I spent so much space arguing for Eisenhower and the troops that I'm not sure how to layout the rest of my point. Intelligence and industrial might are the other two most important factors that led to the success of D-Day, Overlord, and the victory in Europe. I'm going to try and tap dance down the middle and the only way to do that is to declare "alliance" as the second most important factor. As our readings pointed out, the industrial might of the United States made our soldiers the best equipped on the battlefield. Not just each individual soldier, but the entire logistical support system he had behind him. Supplies, medicine and rations were prevalent thanks to the U.S. industrial might. Most of that might just have laid waste in the sea, however, if not for an absolute triumph by British intelligence. Keeping the Germans guessing, exploiting their poorly structured military chain of command, and being the puppet master of German intelligence was a decisive move that reduced the number of question marks for Allied leadership. Might in both is rarely achieved and, in reality, neither the British or the Americans possessed it all until they were in complete alliance with one another. The two nations have always had a special relationship with one another but it's been one long dominated by mistrust. That mistrust still existed in WWII, let's not get over-romanticized here, but the ability to trust and keep the bigger picture in mind helped this alliance survive the stresses of war, ego and self-interest. The alliance was essentially a transfer of "superpower" status from the British to the Americans, but I believe that, at the time, both nation had the ideal balance of confidence and humility that enabled it to work so strongly together. Had that not existed, and had those demons of ego, stress and selfishness dominated, the alliance would have looked more like the one that existed between the Axis leaders.
Matti's Response
- Planning on both sides of the war can be considered the two most important factors in the success of D-Day. The German’s knew an attack was coming and planned as they saw necessary. This entailed placing troops up and down the coast of France. Hitler was afraid to combine all of his forces in to one area due to his fear that if all combined forces were one area they could be over run. Therefore the French coast was littered with smaller forces than would be necessary to stop the Allied Invasion. The Allies as well put much thought into their planning.

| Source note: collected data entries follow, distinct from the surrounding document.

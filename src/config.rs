use rocket::serde::Serialize;
use thiserror::Error;
use tracing::{info, warn};

pub const VERSION_CONTROL: &str = "3.0.0";

#[derive(Clone, Copy, Debug, PartialEq, Eq, Serialize)]
#[serde(crate = "rocket::serde", rename_all = "lowercase")]
pub enum Mode {
    Development,
    Staging,
    Production,
}

#[derive(Debug, Error, PartialEq)]
pub enum ConfigError {
    #[error("unknown mode: {0}")]
    UnknownMode(String),
    #[error("invalid value for {key}: {value}")]
    InvalidValue { key: String, value: String },
}

impl std::str::FromStr for Mode {
    type Err = ConfigError;

    fn from_str(s: &str) -> Result<Self, Self::Err> {
        match s.trim().to_ascii_lowercase().as_str() {
            "development" | "dev" => Ok(Self::Development),
            "staging" => Ok(Self::Staging),
            "production" | "prod" => Ok(Self::Production),
            other => Err(ConfigError::UnknownMode(other.to_owned())),
        }
    }
}

#[derive(Clone, Debug, PartialEq, Serialize)]
#[serde(crate = "rocket::serde")]
pub struct GameServer {
    pub url: String,
    pub port: Option<u16>,
}

/// Deployment configuration, built once at startup and handed to the
/// routes through rocket's managed state.
#[derive(Clone, Debug, PartialEq, Serialize)]
#[serde(crate = "rocket::serde")]
pub struct Config {
    pub mode: Mode,
    pub version_control: &'static str,
    pub name: &'static str,
    pub slogan: &'static str,
    pub default_icon: &'static str,
    pub default_image: &'static str,
    pub storage_url: &'static str,
    pub web_url: String,
    pub api_url: String,
    pub auth_url: String,
    pub game_url: String,
    pub oauth_url: String,
    pub cookie_url: String,
    pub game_server: GameServer,
    pub ads: bool,
}

impl Config {
    pub fn for_mode(mode: Mode) -> Self {
        let (web, api) = match mode {
            Mode::Development => ("http://localhost:3000", "http://localhost:8080"),
            Mode::Staging => ("https://staging.keymash.io", "https://apistaging.keymash.io"),
            Mode::Production => ("https://keymash.io", "https://api.keymash.io"),
        };
        let game_server = match mode {
            Mode::Development => GameServer {
                url: "http://localhost".to_owned(),
                port: Some(2096),
            },
            Mode::Staging => GameServer {
                url: "https://wsstaging.keymash.io".to_owned(),
                port: None,
            },
            Mode::Production => GameServer {
                url: "https://us-east.keymash.io".to_owned(),
                port: None,
            },
        };
        let cookie_url = match mode {
            Mode::Development => "localhost",
            _ => ".keymash.io",
        };

        Self {
            mode,
            version_control: VERSION_CONTROL,
            name: "Keymash",
            slogan: "Take your typing to the next level",
            default_icon: "/extras/avatar.jpg",
            default_image: "/extras/banner.jpg",
            storage_url: "https://nyc3.digitaloceanspaces.com/keymash",
            web_url: web.to_owned(),
            api_url: format!("{api}/api/v2"),
            auth_url: format!("{api}/auth/v2"),
            game_url: format!("{api}/data"),
            oauth_url: format!("{api}/auth/v2"),
            cookie_url: cookie_url.to_owned(),
            game_server,
            ads: true,
        }
    }

    /// Reads `KEYMASH_MODE`, `KEYMASH_ADS` and `KEYMASH_API_URL`.
    /// Call `dotenv::dotenv()` first to pick up a `.env` file.
    pub fn from_env() -> Result<Self, ConfigError> {
        Self::from_lookup(|key| dotenv::var(key).ok())
    }

    pub fn from_lookup<F>(lookup: F) -> Result<Self, ConfigError>
    where
        F: Fn(&str) -> Option<String>,
    {
        let mode = match lookup("KEYMASH_MODE") {
            Some(mode) => mode.parse()?,
            None => {
                info!("KEYMASH_MODE not set, using production");
                Mode::Production
            }
        };
        let mut config = Self::for_mode(mode);

        if let Some(ads) = lookup("KEYMASH_ADS") {
            config.ads = parse_flag("KEYMASH_ADS", &ads)?;
        }
        if let Some(api_url) = lookup("KEYMASH_API_URL") {
            let api_url = api_url.trim_end_matches('/');
            if api_url.is_empty() {
                warn!("KEYMASH_API_URL is empty, keeping {}", config.api_url);
            } else {
                config.api_url = api_url.to_owned();
            }
        }

        Ok(config)
    }
}

fn parse_flag(key: &str, value: &str) -> Result<bool, ConfigError> {
    match value.trim().to_ascii_lowercase().as_str() {
        "1" | "true" | "yes" | "on" => Ok(true),
        "0" | "false" | "no" | "off" => Ok(false),
        _ => Err(ConfigError::InvalidValue {
            key: key.to_owned(),
            value: value.to_owned(),
        }),
    }
}
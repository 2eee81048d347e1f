use rocket::serde::{Deserialize, Serialize};

#[derive(Clone, Debug, Default, PartialEq, Serialize, Deserialize)]
#[serde(crate = "rocket::serde", rename_all = "PascalCase")]
pub struct Level {
    #[serde(default)]
    pub index: u32,
    /// Experience needed to reach the next level.
    #[serde(default)]
    pub next: u64,
    #[serde(default)]
    pub percentage: f64,
}

#[derive(Clone, Debug, PartialEq, Serialize, Deserialize)]
#[serde(crate = "rocket::serde", rename_all = "camelCase")]
pub struct PlayerProfile {
    #[serde(deserialize_with = "super::id")]
    pub player_id: String,
    pub name: String,
    #[serde(default)]
    pub discriminator: String,
    #[serde(default)]
    pub avatar_src: Option<String>,
    #[serde(default)]
    pub banner: Option<String>,
    #[serde(default)]
    pub card_border: Option<String>,
    #[serde(default)]
    pub description: String,
    #[serde(default, deserialize_with = "super::flag")]
    pub staff: bool,
    #[serde(default, deserialize_with = "super::flag")]
    pub verified: bool,
    #[serde(default, deserialize_with = "super::flag")]
    pub patreon: bool,
    #[serde(default)]
    pub experience: u64,
    #[serde(default, rename = "Level")]
    pub level: Level,
}
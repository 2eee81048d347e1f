/// Image path of an inventory playercard.
pub fn playercard_src(file: &str) -> String {
    format!("/playercards/{}.png", file)
}
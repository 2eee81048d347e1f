use thiserror::Error;

#[derive(Clone, Debug, Error, PartialEq)]
pub enum ApiError {
    /// The request never produced a response.
    #[error("request failed: {0}")]
    Transport(String),
    #[error("resource not found")]
    NotFound,
    #[error("unexpected response status {0}")]
    Status(u16),
    #[error("malformed response: {0}")]
    Malformed(String),
    /// The API answered but reported an `error` field.
    #[error("{0}")]
    Application(String),
}

impl ApiError {
    /// Message shown to the user for this failure. Application errors are
    /// shown verbatim, everything else falls back to `generic`.
    pub fn user_message(&self, generic: &str) -> String {
        match self {
            Self::Application(message) => message.clone(),
            _ => generic.to_owned(),
        }
    }
}

impl From<reqwest::Error> for ApiError {
    fn from(error: reqwest::Error) -> Self {
        match error.status() {
            Some(status) if status.as_u16() == 404 => Self::NotFound,
            Some(status) => Self::Status(status.as_u16()),
            None => Self::Transport(error.to_string()),
        }
    }
}

pub type ApiResult<T> = std::result::Result<T, ApiError>;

The generals planned the most ornate and elaborate amphibious, the biggest of the time. They held the invasion during a storm and attacked not at the expected location but instead on the coast of Normandy. The generals were able not only to plan key military strategy by planning the invasion in levels of bombings and attacks but were able to incorporate the element of surprise. The combination of these plannings, ultimately were the two key factors in the success of D-Day.